(Collected data)
※

//! # View Pipeline
//!
//! Builds the client-facing [`ProductView`] for a [`Product`] and runs it
//! through an ordered list of decoration stages.
//!
//! Stages only ever see the projected view by shared reference and write into
//! the annotation map, so decoration cannot change the authoritative fields.
//! Every read starts from a fresh projection, which keeps decoration
//! idempotent.
//!
//! The standard pipeline runs:
//! 1. [`LowStockBadge`]: `lowStock` plus a "Low Stock" badge under a threshold
//! 2. [`DiscountBadge`]: `discountPercent` plus a "Mega Deal" badge when discounted
//! 3. [`GeneratedTip`]: an `aiTip` from a [`TipGenerator`], always last

use async_trait::async_trait;
use rust_decimal::prelude::ToPrimitive;
use rust_decimal::Decimal;
use serde_json::Value;
use std::collections::HashMap;
use std::fmt::Debug;
use std::sync::Arc;
use thiserror::Error;
use tracing::{debug, warn};

use crate::model::{Annotations, Product, ProductView};

pub const LOW_STOCK: &str = "lowStock";
pub const DISCOUNT_PERCENT: &str = "discountPercent";
pub const AI_TIP: &str = "aiTip";
pub const BADGES: &str = "badges";

/// Projects the authoritative record into a view with no annotations.
pub fn project(product: &Product) -> ProductView {
    ProductView {
        id: product.id,
        name: product.name.clone(),
        description: product.description.clone(),
        price: product.current_price,
        base_price: product.base_price,
        stock: product.stock,
        category: product.category.clone(),
        image_reference: product.image_ref.clone(),
        annotations: Annotations::new(),
    }
}

/// A single decoration step.
#[async_trait]
pub trait ViewStage: Send + Sync {
    fn name(&self) -> &'static str;

    async fn annotate(&self, view: &ProductView, tags: &mut Annotations);
}

/// Appends `badge` to the `badges` list, creating it if needed.
fn push_badge(tags: &mut Annotations, badge: &str) {
    let entry = tags
        .entry(BADGES.to_string())
        .or_insert_with(|| Value::Array(Vec::new()));
    if let Value::Array(badges) = entry {
        if !badges.iter().any(|b| b == badge) {
            badges.push(Value::from(badge));
        }
    }
}

#[derive(Debug, Clone, Copy)]
pub struct LowStockBadge {
    pub threshold: u32,
}

#[async_trait]
impl ViewStage for LowStockBadge {
    fn name(&self) -> &'static str {
        "low-stock"
    }

    async fn annotate(&self, view: &ProductView, tags: &mut Annotations) {
        if view.stock < self.threshold {
            tags.insert(LOW_STOCK.to_string(), Value::Bool(true));
            push_badge(tags, "Low Stock");
        }
    }
}

#[derive(Debug, Clone, Copy, Default)]
pub struct DiscountBadge;

impl DiscountBadge {
    const SMALLEST: Decimal = Decimal::from_parts(1, 0, 0, false, 2);

    /// Discount of `price` against `base` in percent, to two decimal places.
    /// Any discount at all reports at least 0.01.
    pub fn percent(base: Decimal, price: Decimal) -> Option<Decimal> {
        if base <= Decimal::ZERO || price >= base {
            return None;
        }
        let ratio = base.checked_sub(price)?.checked_div(base)?;
        let pct = ratio.checked_mul(Decimal::ONE_HUNDRED)?.round_dp(2);
        Some(pct.max(Self::SMALLEST).normalize())
    }
}

/// Whole percentages serialize as integers, fractional ones as floats.
fn percent_value(pct: Decimal) -> Value {
    if pct.fract().is_zero() {
        if let Some(whole) = pct.to_u64() {
            return Value::from(whole);
        }
    }
    pct.to_f64().map(Value::from).unwrap_or(Value::Null)
}

#[async_trait]
impl ViewStage for DiscountBadge {
    fn name(&self) -> &'static str {
        "discount"
    }

    async fn annotate(&self, view: &ProductView, tags: &mut Annotations) {
        if let Some(pct) = Self::percent(view.base_price, view.price) {
            tags.insert(DISCOUNT_PERCENT.to_string(), percent_value(pct));
            push_badge(tags, "Mega Deal");
        }
    }
}

#[derive(Debug, Clone, Error, PartialEq)]
pub enum TipError {
    #[error("Tip generator unavailable: {0}")]
    Unavailable(String),
}

/// Produces a short shopping tip for a view.
#[async_trait]
pub trait TipGenerator: Send + Sync {
    async fn generate_tip(&self, view: &ProductView) -> Result<Option<String>, TipError>;
}

/// Generator that never has anything to say.
#[derive(Debug, Clone, Copy, Default)]
pub struct NoTips;

#[async_trait]
impl TipGenerator for NoTips {
    async fn generate_tip(&self, _view: &ProductView) -> Result<Option<String>, TipError> {
        Ok(None)
    }
}

/// Canned tips keyed by category, matched case-insensitively.
#[derive(Debug, Clone, Default)]
pub struct CategoryTips {
    tips: HashMap<String, String>,
}

impl CategoryTips {
    pub fn new() -> Self {
        Self::default()
    }

    pub fn with(mut self, category: &str, tip: impl Into<String>) -> Self {
        self.tips.insert(category.to_lowercase(), tip.into());
        self
    }
}

#[async_trait]
impl TipGenerator for CategoryTips {
    async fn generate_tip(&self, view: &ProductView) -> Result<Option<String>, TipError> {
        Ok(self.tips.get(&view.category.to_lowercase()).cloned())
    }
}

/// Adds an `aiTip` annotation. Generator failures only cost the tip.
#[derive(Clone)]
pub struct GeneratedTip {
    generator: Arc<dyn TipGenerator>,
}

impl GeneratedTip {
    pub fn new(generator: Arc<dyn TipGenerator>) -> Self {
        Self { generator }
    }
}

#[async_trait]
impl ViewStage for GeneratedTip {
    fn name(&self) -> &'static str {
        "tip"
    }

    /// The generator runs on its own task so a panic only loses the tip.
    async fn annotate(&self, view: &ProductView, tags: &mut Annotations) {
        let generator = Arc::clone(&self.generator);
        let snapshot = view.clone();
        let outcome = tokio::spawn(async move { generator.generate_tip(&snapshot).await }).await;
        match outcome {
            Ok(Ok(Some(tip))) => {
                tags.insert(AI_TIP.to_string(), Value::String(tip));
            }
            Ok(Ok(None)) => {}
            Ok(Err(e)) => warn!(product_id = %view.id, error = %e, "Tip generation failed"),
            Err(e) => warn!(product_id = %view.id, error = %e, "Tip generator crashed"),
        }
    }
}

/// Ordered decoration stages applied to every outgoing view.
#[derive(Clone, Default)]
pub struct ViewPipeline {
    stages: Vec<Arc<dyn ViewStage>>,
}

impl Debug for ViewPipeline {
    fn fmt(&self, f: &mut std::fmt::Formatter<'_>) -> std::fmt::Result {
        let names: Vec<&str> = self.stages.iter().map(|s| s.name()).collect();
        f.debug_struct("ViewPipeline").field("stages", &names).finish()
    }
}

impl ViewPipeline {
    pub fn new() -> Self {
        Self::default()
    }

    /// Low-stock badge, discount badge, then the tip.
    pub fn standard(low_stock_threshold: u32, tips: Arc<dyn TipGenerator>) -> Self {
        Self::new()
            .then_stage(LowStockBadge {
                threshold: low_stock_threshold,
            })
            .then_stage(DiscountBadge)
            .then_stage(GeneratedTip::new(tips))
    }

    pub fn then_stage(mut self, stage: impl ViewStage + 'static) -> Self {
        self.stages.push(Arc::new(stage));
        self
    }

    pub async fn decorate(&self, product: &Product) -> ProductView {
        let mut view = project(product);
        for stage in &self.stages {
            let mut tags = view.annotations.clone();
            stage.annotate(&view, &mut tags).await;
            view.annotations = tags;
        }
        debug!(product_id = %view.id, tags = view.annotations.len(), "Decorated");
        view
    }
}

※

YOUR INSTRUCTIONS: All lines from the records above should be copied exactly.

ANSWER BELOW:
//! # View Pipeline
//!
//! Builds the client-facing [`ProductView`] for a [`Product`] and runs it
//! through an ordered list of decoration stages.
//!
//! Stages only ever see the projected view by shared reference and write into
//! the annotation map, so decoration cannot change the authoritative fields.
//! Every read starts from a fresh projection, which keeps decoration
//! idempotent.
//!
//! The standard pipeline runs:
//! 1. [`LowStockBadge`]: `lowStock` plus a "Low Stock" badge under a threshold
//! 2. [`DiscountBadge`]: `discountPercent` plus a "Mega Deal" badge when discounted
//! 3. [`GeneratedTip`]: an `aiTip` from a [`TipGenerator`], always last

use async_trait::async_trait;
use rust_decimal::prelude::ToPrimitive;
use rust_decimal::Decimal;
use serde_json::Value;
use std::collections::HashMap;
use std::fmt::Debug;
use std::sync::Arc;
use thiserror::Error;
use tracing::{debug, warn};

use crate::model::{Annotations, Product, ProductView};

pub const LOW_STOCK: &str = "lowStock";
pub const DISCOUNT_PERCENT: &str = "discountPercent";
pub const AI_TIP: &str = "aiTip";
pub const BADGES: &str = "badges";

/// Projects the authoritative record into a view with no annotations.
pub fn project(product: &Product) -> ProductView {
    ProductView {
        id: product.id,
        name: product.name.clone(),
        description: product.description.clone(),
        price: product.current_price,
        base_price: product.base_price,
        stock: product.stock,
        category: product.category.clone(),
        image_reference: product.image_ref.clone(),
        annotations: Annotations::new(),
    }
}

/// A single decoration step.
#[async_trait]
pub trait ViewStage: Send + Sync {
    fn name(&self) -> &'static str;

    async fn annotate(&self, view: &ProductView, tags: &mut Annotations);
}

/// Appends `badge` to the `badges` list, creating it if needed.
fn push_badge(tags: &mut Annotations, badge: &str) {
    let entry = tags
        .entry(BADGES.to_string())
        .or_insert_with(|| Value::Array(Vec::new()));
    if let Value::Array(badges) = entry {
        if !badges.iter().any(|b| b == badge) {
            badges.push(Value::from(badge));
        }
    }
}

#[derive(Debug, Clone, Copy)]
pub struct LowStockBadge {
    pub threshold: u32,
}

#[async_trait]
impl ViewStage for LowStockBadge {
    fn name(&self) -> &'static str {
        "low-stock"
    }

    async fn annotate(&self, view: &ProductView, tags: &mut Annotations) {
        if view.stock < self.threshold {
            tags.insert(LOW_STOCK.to_string(), Value::Bool(true));
            push_badge(tags, "Low Stock");
        }
    }
}

#[derive(Debug, Clone, Copy, Default)]
pub struct DiscountBadge;

impl DiscountBadge {
    const SMALLEST: Decimal = Decimal::from_parts(1, 0, 0, false, 2);

    /// Discount of `price` against `base` in percent, to two decimal places.
    /// Any discount at all reports at least 0.01.
    pub fn percent(base: Decimal, price: Decimal) -> Option<Decimal> {
        if base <= Decimal::ZERO || price >= base {
            return None;
        }
        let ratio = base.checked_sub(price)?.checked_div(base)?;
        let pct = ratio.checked_mul(Decimal::ONE_HUNDRED)?.round_dp(2);
        Some(pct.max(Self::SMALLEST).normalize())
    }
}

/// Whole percentages serialize as integers, fractional ones as floats.
fn percent_value(pct: Decimal) -> Value {
    if pct.fract().is_zero() {
        if let Some(whole) = pct.to_u64() {
            return Value::from(whole);
        }
    }
    pct.to_f64().map(Value::from).unwrap_or(Value::Null)
}

#[async_trait]
impl ViewStage for DiscountBadge {
    fn name(&self) -> &'static str {
        "discount"
    }

    async fn annotate(&self, view: &ProductView, tags: &mut Annotations) {
        if let Some(pct) = Self::percent(view.base_price, view.price) {
            tags.insert(DISCOUNT_PERCENT.to_string(), percent_value(pct));
            push_badge(tags, "Mega Deal");
        }
    }
}

#[derive(Debug, Clone, Error, PartialEq)]
pub enum TipError {
    #[error("Tip generator unavailable: {0}")]
    Unavailable(String),
}

/// Produces a short shopping tip for a view.
#[async_trait]
pub trait TipGenerator: Send + Sync {
    async fn generate_tip(&self, view: &ProductView) -> Result<Option<String>, TipError>;
}

/// Generator that never has anything to say.
#[derive(Debug, Clone, Copy, Default)]
pub struct NoTips;

#[async_trait]
impl TipGenerator for NoTips {
    async fn generate_tip(&self, _view: &ProductView) -> Result<Option<String>, TipError> {
        Ok(None)
    }
}

/// Canned tips keyed by category, matched case-insensitively.
#[derive(Debug, Clone, Default)]
pub struct CategoryTips {
    tips: HashMap<String, String>,
}

impl CategoryTips {
    pub fn new() -> Self {
        Self::default()
    }

    pub fn with(mut self, category: &str, tip: impl Into<String>) -> Self {
        self.tips.insert(category.to_lowercase(), tip.into());
        self
    }
}

#[async_trait]
impl TipGenerator for CategoryTips {
    async fn generate_tip(&self, view: &ProductView) -> Result<Option<String>, TipError> {
        Ok(self.tips.get(&view.category.to_lowercase()).cloned())
    }
}

/// Adds an `aiTip` annotation. Generator failures only cost the tip.
#[derive(Clone)]
pub struct GeneratedTip {
    generator: Arc<dyn TipGenerator>,
}

impl GeneratedTip {
    pub fn new(generator: Arc<dyn TipGenerator>) -> Self {
        Self { generator }
    }
}

#[async_trait]
impl ViewStage for GeneratedTip {
    fn name(&self) -> &'static str {
        "tip"
    }

    /// The generator runs on its own task so a panic only loses the tip.
    async fn annotate(&self, view: &ProductView, tags: &mut Annotations) {
        let generator = Arc::clone(&self.generator);
        let snapshot = view.clone();
        let outcome = tokio::spawn(async move { generator.generate_tip(&snapshot).await }).await;
        match outcome {
            Ok(Ok(Some(tip))) => {
                tags.insert(AI_TIP.to_string(), Value::String(tip));
            }
            Ok(Ok(None)) => {}
            Ok(Err(e)) => warn!(product_id = %view.id, error = %e, "Tip generation failed"),
            Err(e) => warn!(product_id = %view.id, error = %e, "Tip generator crashed"),
        }
    }
}

/// Ordered decoration stages applied to every outgoing view.
#[derive(Clone, Default)]
pub struct ViewPipeline {
    stages: Vec<Arc<dyn ViewStage>>,
}

impl Debug for ViewPipeline {
    fn fmt(&self, f: &mut std::fmt::Formatter<'_>) -> std::fmt::Result {
        let names: Vec<&str> = self.stages.iter().map(|s| s.name()).collect();
        f.debug_struct("ViewPipeline").field("stages", &names).finish()
    }
}

impl ViewPipeline {
    pub fn new() -> Self {
        Self::default()
    }

    /// Low-stock badge, discount badge, then the tip.
    pub fn standard(low_stock_threshold: u32, tips: Arc<dyn TipGenerator>) -> Self {
        Self::new()
            .then_stage(LowStockBadge {
                threshold: low_stock_threshold,
            })
            .then_stage(DiscountBadge)
            .then_stage(GeneratedTip::new(tips))
    }

    pub fn then_stage(mut self, stage: impl ViewStage + 'static) -> Self {
        self.stages.push(Arc::new(stage));
        self
    }

    pub async fn decorate(&self, product: &Product) -> ProductView {
        let mut view = project(product);
        for stage in &self.stages {
            let mut tags = view.annotations.clone();
            stage.annotate(&view, &mut tags).await;
            view.annotations = tags;
        }
        debug!(product_id = %view.id, tags = view.annotations.len(), "Decorated");
        view
    }
}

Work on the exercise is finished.